Thousands gathered today at Castle Park to begin a 2-hour march through Bristol to demonstrate need for world co-operation in action against climate change.
The march was organised as a response to the United Nations Climate Summit which is due to take place this Tuesday 23rd September; the agenda for debate is about actions and solutions in reducing emissions and strengthening the international resilience to tackle the impending rise of global temperatures.
Worldwide, it is thought over a million participants demonstrated peacefully across 88 countries on September 21st to make it clear to world leaders the support and demand for urgent action to avert the climate change catastrophe.
Ellie suckling, 3rd year Geography student and member of the Geography Society at UWE felt that it was important that voices are heard. “It’s great to be amongst people standing up for the same cause” she said, after attending the march.
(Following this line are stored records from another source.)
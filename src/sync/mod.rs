// sync module: the replication loop between the host bridge and the replica

mod interface;
mod replicator;

pub use interface::{Notice, Request, ResyncReply, RunnerMessage, SyncHandle, SyncPolicy};
pub use replicator::Replicator;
The Bristol Climate March is thought to have attracted around 2000 people. The stretch of route starting from Castle Park and ending at College Green became a stream of enthusiasm through the centre of Bristol. The excitement was infectious to spectators who joined in with the recited ‘greeny’ mantras and motorists beeped their horns as a sign of salutation.
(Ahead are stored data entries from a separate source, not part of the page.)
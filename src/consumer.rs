//! Page-side consumption: pick the freshest reachable theme source at
//! startup, render styles, follow later updates from the replica.

use chrono::{DateTime, Utc};
use tokio::sync::broadcast::error::{RecvError, TryRecvError};
use tokio::sync::{broadcast, watch};
use tracing::{debug, warn};

use crate::bridge::BridgeHandle;
use crate::replica::ExtensionReplica;
use crate::sync::{Notice, SyncPolicy};
use crate::theme::{self, BackgroundPaint};
use crate::types::{PageTheme, ReplicaRecord, ThemeBundle};

/// Where the bundle a page is themed with came from.
#[derive(Debug, Clone, PartialEq, Eq)]
pub enum ThemeSource {
    /// Fresh from the host over the bridge.
    Bridge,
    /// The replica's last pulled record; the host was not reachable in time.
    Replica {
        synced_at: DateTime<Utc>,
        sync_count: u64,
    },
    /// Compiled-in defaults; no theme data reachable anywhere.
    Default,
}

/// The bundle a page is currently themed with, and its provenance.
#[derive(Debug, Clone, PartialEq)]
pub struct PageState {
    pub bundle: ThemeBundle,
    pub source: ThemeSource,
}

impl PageState {
    /// Styles for `page_url`, or `None` when the winning theme is disabled.
    /// `None` means remove previously injected rules, not "apply nothing".
    pub fn stylesheet(&self, page_url: &str) -> Option<StyleSheet> {
        let (theme, _) = theme::active_page_theme(&self.bundle, page_url)?;
        Some(render_page_styles(theme))
    }
}

/// One page's view of the theme system.
///
/// Lives as long as the page does; there is no teardown. `initialize` runs
/// the startup source chain once, `run_once_update` follows one subsequent
/// change.
pub struct PageConsumer {
    page_url: String,
    bridge: Option<BridgeHandle>,
    replica: ExtensionReplica,
    policy: SyncPolicy,
    notices: Option<broadcast::Receiver<Notice>>,
    updates: watch::Receiver<Option<ReplicaRecord>>,
    state: Option<PageState>,
}

impl PageConsumer {
    pub fn new(
        page_url: impl Into<String>,
        bridge: Option<BridgeHandle>,
        replica: ExtensionReplica,
        policy: SyncPolicy,
        notices: Option<broadcast::Receiver<Notice>>,
    ) -> Self {
        let updates = replica.subscribe();
        Self {
            page_url: page_url.into(),
            bridge,
            replica,
            policy,
            notices,
            updates,
            state: None,
        }
    }

    pub fn page_url(&self) -> &str {
        &self.page_url
    }

    /// Whether `initialize` has run. The consumer is always ready after it,
    /// whatever source it ended up on.
    pub fn ready(&self) -> bool {
        self.state.is_some()
    }

    pub fn state(&self) -> Option<&PageState> {
        self.state.as_ref()
    }

    /// Styles for this page under the current state. `None` before
    /// `initialize` or when theming is disabled for the page.
    pub fn stylesheet(&self) -> Option<StyleSheet> {
        self.state.as_ref()?.stylesheet(&self.page_url)
    }

    /// Startup source chain: the bridge within the policy timeout, else the
    /// replica, else compiled defaults. Never fails; every page gets a
    /// state.
    pub async fn initialize(&mut self) -> &PageState {
        let direct = self.fetch_direct().await;
        let mut warm_nonce = None;
        if let Some(bundle) = &direct {
            // Warm the replica so pages opening later skip the bridge
            // wait. Failure degrades persistence, not this page.
            match self.replica.publish(bundle.clone()).await {
                Ok(record) => warm_nonce = Some(record.sync_nonce),
                Err(e) => warn!("page consumer could not warm the replica: {e}"),
            }
        }

        // Sync with the watch exactly once, building the state from the
        // record this marks as seen. The warm publish just above is not an
        // update to react to; a record some other page published during
        // startup carries a later stamp than the warm and wins.
        let latest = self.updates.borrow_and_update().clone();
        let superseded = match (&warm_nonce, &latest) {
            (Some(warm), Some(record)) => record.sync_nonce != *warm,
            _ => false,
        };
        let state = match direct {
            Some(_) if superseded => Self::cached_state(latest),
            Some(bundle) => PageState {
                bundle,
                source: ThemeSource::Bridge,
            },
            None => Self::cached_state(latest),
        };
        &*self.state.insert(state)
    }

    /// Wait for the next replica publish or update notice, then swap the
    /// page state. One wake drains all queued signals; the new state is
    /// built from the newest record the watch holds at that point.
    pub async fn run_once_update(&mut self) -> &PageState {
        self.await_signal().await;
        let latest = self.updates.borrow_and_update().clone();
        if let Some(notices) = self.notices.as_mut() {
            while matches!(notices.try_recv(), Ok(_) | Err(TryRecvError::Lagged(_))) {}
        }
        let state = Self::cached_state(latest);
        &*self.state.insert(state)
    }

    async fn await_signal(&mut self) {
        match self.notices.as_mut() {
            Some(notices) => {
                tokio::select! {
                    result = self.updates.changed() => { let _ = result; }
                    result = notices.recv() => {
                        if matches!(result, Err(RecvError::Closed)) {
                            // Replication loop is gone; only direct replica
                            // publishes can still wake this page.
                            self.notices = None;
                            let _ = self.updates.changed().await;
                        }
                    }
                }
            }
            None => {
                let _ = self.updates.changed().await;
            }
        }
    }

    async fn fetch_direct(&self) -> Option<ThemeBundle> {
        let bridge = self.bridge.as_ref()?;
        match tokio::time::timeout(self.policy.bridge_timeout, bridge.fetch_bundle()).await {
            Ok(Ok(Some(bundle))) => Some(bundle),
            Ok(Ok(None)) => {
                debug!("host has no theme document yet");
                None
            }
            Ok(Err(e)) => {
                debug!("direct fetch failed: {e}");
                None
            }
            Err(_) => {
                debug!(
                    "direct fetch timed out after {:?}",
                    self.policy.bridge_timeout
                );
                None
            }
        }
    }

    /// Page state for a cached record, or compiled defaults when the
    /// replica holds nothing.
    fn cached_state(latest: Option<ReplicaRecord>) -> PageState {
        match latest {
            Some(record) => PageState {
                source: ThemeSource::Replica {
                    synced_at: record.synced_at,
                    sync_count: record.sync_count,
                },
                bundle: record.bundle,
            },
            None => PageState {
                bundle: ThemeBundle::default(),
                source: ThemeSource::Default,
            },
        }
    }
}

// ----------------------------------------------------------------------------
// Style rendering

/// The two rules a themed page injects.
#[derive(Debug, Clone, PartialEq, Eq)]
pub struct StyleSheet {
    pub page_rule: String,
    pub link_rule: String,
}

impl StyleSheet {
    /// Both rules as one `<style>` body.
    pub fn css(&self) -> String {
        format!("{}\n{}", self.page_rule, self.link_rule)
    }
}

/// Render an enabled theme into injectable rules. High specificity plus
/// `!important` so page-author styles lose.
pub fn render_page_styles(theme: &PageTheme) -> StyleSheet {
    let background = match theme::page_background(theme) {
        BackgroundPaint::Solid(color) => format!("background: {color} !important;"),
        BackgroundPaint::Gradient(gradient) => format!(
            "background: linear-gradient({}deg, {}, {}) !important;",
            gradient.angle_degrees, gradient.from, gradient.to
        ),
    };
    StyleSheet {
        page_rule: format!(
            "html, body, body * {{ {background} color: {} !important; }}",
            theme.text
        ),
        link_rule: format!("a, a * {{ color: {} !important; }}", theme.link),
    }
}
The closing of the Climate March, which gathered outside City Hall on college Green was enriched by a live call from the Mayor of Bristol George Ferguson who was partaking in the People Climate March in New York City, representing Bristol’s efforts in the run up to Bristol Green Capital 2015. The Mayor expressed how proud he was of the success of the march and gave his condolences for not being able to be there.
Molly Scott-Cato, MEP for southwest England, conveyed the evening was one of great fortitude, emulating the brewing consensus around the world of people demanding action from their governments. A revolution absent of the ‘suits’ who are in control of the possibilities of our future.
As Bristol moves into the spotlight of European Green Capital we can expect more types of contemporary issues to become symbolised within the city, engaging and educating the community about significant issues that concern our planet’s future.